PROBLEM REQUIREMENTS: Which lines of the material hold the word "iter"? Copy each one.

INPUT FOR THIS TASK:
*** Block opens ***
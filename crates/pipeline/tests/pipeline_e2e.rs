//! End-to-end pipeline runs against fake collaborators and a scripted
//! external tool. No real ffmpeg/ffprobe is spawned.

use std::collections::HashSet;
use std::path::Path;
use std::sync::{Arc, Mutex};

use async_trait::async_trait;
use beatcut_common::{AppConfig, BeatcutError, BeatcutResult};
use beatcut_media_model::AudioAnalysis;
use beatcut_pipeline::{
    AssetStore, AudioAnalyzer, JobRequest, LocalAssetStore, PipelineOrchestrator, ProgressSink,
};
use beatcut_render_engine::{EncoderCaps, ProcessRunner, RunOutput};
use tempfile::TempDir;

/// Scripted stand-in for ffmpeg/ffprobe. Classifies each invocation by its
/// argument shape and either writes the expected output file or fails.
struct FakeTool {
    fail_clip_indices: HashSet<usize>,
    fail_filter_complex: bool,
    fail_trim: bool,
    probed_duration: f64,
    invocations: Mutex<Vec<Vec<String>>>,
}

impl FakeTool {
    fn new() -> Self {
        Self {
            fail_clip_indices: HashSet::new(),
            fail_filter_complex: false,
            fail_trim: false,
            probed_duration: 10.0,
            invocations: Mutex::new(vec![]),
        }
    }

    fn count_matching(&self, needle: &str) -> usize {
        self.invocations
            .lock()
            .unwrap()
            .iter()
            .filter(|args| args.iter().any(|a| a.contains(needle)))
            .count()
    }

    /// Invocations whose output artifact is a clip segment.
    fn count_clip_renders(&self) -> usize {
        self.invocations
            .lock()
            .unwrap()
            .iter()
            .filter(|args| args.last().is_some_and(|out| clip_index(out).is_some()))
            .count()
    }
}

#[async_trait]
impl ProcessRunner for FakeTool {
    async fn run(&self, program: &str, args: &[String]) -> BeatcutResult<RunOutput> {
        self.invocations.lock().unwrap().push(args.to_vec());

        if program == "ffprobe" {
            return Ok(RunOutput {
                status: 0,
                stdout: format!("{:.6}\n", self.probed_duration),
                stderr: String::new(),
            });
        }

        let output = args.last().cloned().unwrap_or_default();

        if let Some(index) = clip_index(&output) {
            if self.fail_clip_indices.contains(&index) {
                return Ok(RunOutput {
                    status: 1,
                    stdout: String::new(),
                    stderr: "scripted clip failure".to_string(),
                });
            }
        } else if args.iter().any(|a| a == "-filter_complex") && self.fail_filter_complex {
            return Ok(RunOutput {
                status: 1,
                stdout: String::new(),
                stderr: "scripted filter failure".to_string(),
            });
        } else if output.ends_with("trimmed.mp4") && self.fail_trim {
            return Ok(RunOutput {
                status: 1,
                stdout: String::new(),
                stderr: "scripted trim failure".to_string(),
            });
        }

        tokio::fs::write(&output, b"video").await?;
        Ok(RunOutput {
            status: 0,
            stdout: String::new(),
            stderr: String::new(),
        })
    }
}

fn clip_index(path: &str) -> Option<usize> {
    let name = Path::new(path).file_name()?.to_str()?;
    let digits = name.strip_prefix("clip_")?.strip_suffix(".mp4")?;
    digits.parse().ok()
}

/// 120 BPM, beats every 0.5 seconds for 30 seconds.
struct SteadyAnalyzer;

#[async_trait]
impl AudioAnalyzer for SteadyAnalyzer {
    async fn analyze(&self, _path: &Path) -> BeatcutResult<AudioAnalysis> {
        Ok(AudioAnalysis {
            bpm: 120.0,
            beat_times: (0..=60).map(|i| i as f64 * 0.5).collect(),
            duration_secs: 30.0,
        })
    }
}

struct BrokenAnalyzer;

#[async_trait]
impl AudioAnalyzer for BrokenAnalyzer {
    async fn analyze(&self, _path: &Path) -> BeatcutResult<AudioAnalysis> {
        Err(BeatcutError::analysis("decoder crashed"))
    }
}

struct RecordingSink {
    updates: Mutex<Vec<u8>>,
}

impl ProgressSink for RecordingSink {
    fn on_progress(&self, _job_id: &str, percent: u8, _label: &str) {
        self.updates.lock().unwrap().push(percent);
    }
}

struct Fixture {
    dir: TempDir,
    config: AppConfig,
    image_urls: Vec<String>,
    audio_url: String,
}

impl Fixture {
    fn new(image_count: usize) -> Self {
        let dir = tempfile::tempdir().unwrap();

        let mut image_urls = Vec::new();
        for i in 0..image_count {
            let path = dir.path().join(format!("src_{i}.jpg"));
            std::fs::write(&path, b"jpeg").unwrap();
            image_urls.push(path.display().to_string());
        }
        let audio = dir.path().join("track.mp3");
        std::fs::write(&audio, b"mp3").unwrap();

        let mut config = AppConfig::default();
        config.pipeline.work_root = dir.path().join("jobs");

        Self {
            dir,
            config,
            image_urls,
            audio_url: audio.display().to_string(),
        }
    }

    fn store(&self) -> Arc<LocalAssetStore> {
        Arc::new(LocalAssetStore::new(self.dir.path().join("published")))
    }

    fn request(&self, target_secs: f64) -> JobRequest {
        JobRequest {
            job_id: "job-1".to_string(),
            image_urls: self.image_urls.clone(),
            audio_url: self.audio_url.clone(),
            target_secs,
            transition_candidates: vec!["fade".to_string(), "wipeleft".to_string()],
            motion_candidates: vec![],
            caption: None,
            output_key: "out/video.mp4".to_string(),
        }
    }
}

fn orchestrator(
    fixture: &Fixture,
    runner: Arc<FakeTool>,
    analyzer: Arc<dyn AudioAnalyzer>,
    sink: Arc<dyn ProgressSink>,
) -> PipelineOrchestrator {
    PipelineOrchestrator::new(
        fixture.config.clone(),
        fixture.store(),
        analyzer,
        runner,
        EncoderCaps::fixed(None, false),
        sink,
    )
    .unwrap()
}

#[tokio::test]
async fn test_happy_path_beat_synced_render() {
    let fixture = Fixture::new(10);
    let runner = Arc::new(FakeTool::new());
    let sink = Arc::new(RecordingSink {
        updates: Mutex::new(vec![]),
    });

    let orchestrator = orchestrator(
        &fixture,
        runner.clone(),
        Arc::new(SteadyAnalyzer),
        sink.clone(),
    );
    let outcome = orchestrator.run_job(fixture.request(20.0)).await.unwrap();

    assert!(Path::new(&outcome.artifact).exists());

    // 0.5s beat interval with bounds [1.0, 1.5] picks 3 beats per clip:
    // 1.5s estimated clips, 14 of them to fill 20 seconds.
    assert_eq!(runner.count_clip_renders(), 14);

    // Progress reaches completion and never moves backwards.
    let updates = sink.updates.lock().unwrap();
    assert_eq!(*updates.last().unwrap(), 100);
    assert!(updates.windows(2).all(|w| w[0] <= w[1]));
}

#[tokio::test]
async fn test_unusable_analysis_falls_back_to_uniform_clips() {
    let fixture = Fixture::new(5);
    let runner = Arc::new(FakeTool::new());

    let orchestrator = orchestrator(
        &fixture,
        runner.clone(),
        Arc::new(BrokenAnalyzer),
        Arc::new(beatcut_pipeline::NullProgressSink),
    );
    let outcome = orchestrator.run_job(fixture.request(6.0)).await.unwrap();

    assert!(Path::new(&outcome.artifact).exists());
    // floor(6.0 / 0.6) uniform fallback clips.
    assert_eq!(runner.count_clip_renders(), 10);
}

#[tokio::test]
async fn test_partial_image_failures_degrade_by_duplication() {
    let mut fixture = Fixture::new(4);
    fixture.image_urls.push("/nonexistent/a.jpg".to_string());
    fixture.image_urls.push("/nonexistent/b.jpg".to_string());

    let runner = Arc::new(FakeTool::new());
    let orchestrator = orchestrator(
        &fixture,
        runner.clone(),
        Arc::new(SteadyAnalyzer),
        Arc::new(beatcut_pipeline::NullProgressSink),
    );

    let outcome = orchestrator.run_job(fixture.request(10.0)).await.unwrap();
    assert!(Path::new(&outcome.artifact).exists());
}

#[tokio::test]
async fn test_too_few_images_is_fatal() {
    let mut fixture = Fixture::new(1);
    fixture.image_urls.push("/nonexistent/a.jpg".to_string());
    fixture.image_urls.push("/nonexistent/b.jpg".to_string());

    let runner = Arc::new(FakeTool::new());
    let orchestrator = orchestrator(
        &fixture,
        runner,
        Arc::new(SteadyAnalyzer),
        Arc::new(beatcut_pipeline::NullProgressSink),
    );

    let err = orchestrator.run_job(fixture.request(10.0)).await.unwrap_err();
    assert!(matches!(err, BeatcutError::Acquisition { .. }));
}

#[tokio::test]
async fn test_clip_failures_rebuild_plan_and_succeed() {
    let fixture = Fixture::new(8);
    let mut tool = FakeTool::new();
    tool.fail_clip_indices = HashSet::from([1, 4]);
    let runner = Arc::new(tool);

    let orchestrator = orchestrator(
        &fixture,
        runner.clone(),
        Arc::new(SteadyAnalyzer),
        Arc::new(beatcut_pipeline::NullProgressSink),
    );

    let outcome = orchestrator.run_job(fixture.request(20.0)).await.unwrap();
    assert!(Path::new(&outcome.artifact).exists());
}

#[tokio::test]
async fn test_fewer_than_two_clips_is_fatal() {
    let fixture = Fixture::new(5);
    let mut tool = FakeTool::new();
    // 6s target at 0.6s fallback clips plans 10 clips; fail all but one.
    tool.fail_clip_indices = (1..10).collect();
    let runner = Arc::new(tool);

    let orchestrator = orchestrator(
        &fixture,
        runner,
        Arc::new(BrokenAnalyzer),
        Arc::new(beatcut_pipeline::NullProgressSink),
    );

    let err = orchestrator.run_job(fixture.request(6.0)).await.unwrap_err();
    assert!(matches!(err, BeatcutError::ClipGeneration { .. }));
}

#[tokio::test]
async fn test_compose_falls_back_to_concat() {
    let fixture = Fixture::new(6);
    let mut tool = FakeTool::new();
    tool.fail_filter_complex = true;
    let runner = Arc::new(tool);

    let orchestrator = orchestrator(
        &fixture,
        runner.clone(),
        Arc::new(SteadyAnalyzer),
        Arc::new(beatcut_pipeline::NullProgressSink),
    );

    let outcome = orchestrator.run_job(fixture.request(10.0)).await.unwrap();
    assert!(Path::new(&outcome.artifact).exists());
    // The crossfade attempt failed and the concat demuxer finished the job.
    assert!(runner.count_matching("concat") >= 1);
}

#[tokio::test]
async fn test_upload_failure_is_fatal() {
    struct FailingUploadStore {
        inner: LocalAssetStore,
    }

    #[async_trait]
    impl AssetStore for FailingUploadStore {
        async fn download(
            &self,
            url: &str,
            dest_dir: &Path,
        ) -> BeatcutResult<std::path::PathBuf> {
            self.inner.download(url, dest_dir).await
        }

        async fn upload(&self, _path: &Path, _key: &str) -> BeatcutResult<String> {
            Err(BeatcutError::upload("bucket unreachable"))
        }
    }

    let fixture = Fixture::new(5);
    let runner = Arc::new(FakeTool::new());
    let orchestrator = PipelineOrchestrator::new(
        fixture.config.clone(),
        Arc::new(FailingUploadStore {
            inner: LocalAssetStore::new(fixture.dir.path().join("published")),
        }),
        Arc::new(SteadyAnalyzer),
        runner,
        EncoderCaps::fixed(None, false),
        Arc::new(beatcut_pipeline::NullProgressSink),
    )
    .unwrap();

    let err = orchestrator.run_job(fixture.request(10.0)).await.unwrap_err();
    assert!(matches!(err, BeatcutError::Upload { .. }));
}

#[tokio::test]
async fn test_caption_overlay_and_audio_mix_run() {
    let fixture = Fixture::new(5);
    let runner = Arc::new(FakeTool::new());

    let orchestrator = orchestrator(
        &fixture,
        runner.clone(),
        Arc::new(SteadyAnalyzer),
        Arc::new(beatcut_pipeline::NullProgressSink),
    );

    let mut request = fixture.request(10.0);
    request.caption = Some("Summer '24".to_string());
    let outcome = orchestrator.run_job(request).await.unwrap();

    assert!(Path::new(&outcome.artifact).exists());
    assert_eq!(runner.count_matching("drawtext"), 1);
    assert_eq!(runner.count_matching("-shortest"), 1);
}

#[tokio::test]
async fn test_overlong_output_is_trimmed_to_target() {
    let fixture = Fixture::new(5);
    let mut tool = FakeTool::new();
    tool.probed_duration = 10.8;
    let runner = Arc::new(tool);

    let orchestrator = orchestrator(
        &fixture,
        runner.clone(),
        Arc::new(SteadyAnalyzer),
        Arc::new(beatcut_pipeline::NullProgressSink),
    );

    let outcome = orchestrator.run_job(fixture.request(10.0)).await.unwrap();
    assert!(Path::new(&outcome.artifact).exists());

    // 10.8s measured against a 10.0s target exceeds the 0.5s tolerance,
    // so a stream-copy trim to the target runs.
    let invocations = runner.invocations.lock().unwrap();
    let trim = invocations
        .iter()
        .find(|args| args.last().is_some_and(|out| out.ends_with("trimmed.mp4")))
        .expect("trim invocation");
    let t_pos = trim.iter().position(|a| a == "-t").expect("-t flag");
    assert_eq!(trim[t_pos + 1], "10.000");
}

#[tokio::test]
async fn test_trim_failure_ships_untrimmed_output() {
    let fixture = Fixture::new(5);
    let mut tool = FakeTool::new();
    tool.probed_duration = 10.8;
    tool.fail_trim = true;
    let runner = Arc::new(tool);

    let orchestrator = orchestrator(
        &fixture,
        runner.clone(),
        Arc::new(SteadyAnalyzer),
        Arc::new(beatcut_pipeline::NullProgressSink),
    );

    // The trim was attempted and failed; the job still succeeds with the
    // untrimmed output.
    let outcome = orchestrator.run_job(fixture.request(10.0)).await.unwrap();
    assert!(Path::new(&outcome.artifact).exists());
    assert_eq!(runner.count_matching("trimmed.mp4"), 1);
}

#[tokio::test]
async fn test_work_dir_removed_after_job() {
    let fixture = Fixture::new(5);
    let runner = Arc::new(FakeTool::new());

    let orchestrator = orchestrator(
        &fixture,
        runner,
        Arc::new(SteadyAnalyzer),
        Arc::new(beatcut_pipeline::NullProgressSink),
    );

    orchestrator.run_job(fixture.request(10.0)).await.unwrap();
    assert!(!fixture.config.pipeline.work_root.join("job-1").exists());
}
//! ffprobe helpers for media inspection.

use std::path::Path;

use beatcut_common::{BeatcutError, BeatcutResult};

use crate::runner::ProcessRunner;

/// Measure the duration of a media file in seconds.
pub async fn probe_duration(runner: &dyn ProcessRunner, path: &Path) -> BeatcutResult<f64> {
    let args = vec![
        "-v".to_string(),
        "error".to_string(),
        "-show_entries".to_string(),
        "format=duration".to_string(),
        "-of".to_string(),
        "default=noprint_wrappers=1:nokey=1".to_string(),
        path.display().to_string(),
    ];

    let output = runner.run("ffprobe", &args).await?;
    if !output.success() {
        return Err(BeatcutError::render(format!(
            "ffprobe failed for {} (status {}): {}",
            path.display(),
            output.status,
            output.stderr.trim()
        )));
    }

    output
        .stdout
        .trim()
        .parse::<f64>()
        .map_err(|e| BeatcutError::render(format!("Unparseable ffprobe duration: {e}")))
}

/// Read the pixel dimensions of the first video stream, if probeable.
pub async fn probe_dimensions(runner: &dyn ProcessRunner, path: &Path) -> Option<(u32, u32)> {
    let args = vec![
        "-v".to_string(),
        "error".to_string(),
        "-select_streams".to_string(),
        "v:0".to_string(),
        "-show_entries".to_string(),
        "stream=width,height".to_string(),
        "-of".to_string(),
        "csv=p=0:s=x".to_string(),
        path.display().to_string(),
    ];

    let output = runner.run("ffprobe", &args).await.ok()?;
    if !output.success() {
        return None;
    }

    let line = output.stdout.lines().next()?.trim();
    let (w, h) = line.split_once('x')?;
    let width = w.parse::<u32>().ok()?;
    let height = h.parse::<u32>().ok()?;
    Some((width, height))
}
*** Block closes ***
TASK SOLUTION:
            .iter()
            .filter(|args| args.iter().any(|a| a.contains(needle)))
            .iter()
        } else if args.iter().any(|a| a == "-filter_complex") && self.fail_filter_complex {
        .iter()
    let t_pos = trim.iter().position(|a| a == "-t").expect("-t flag");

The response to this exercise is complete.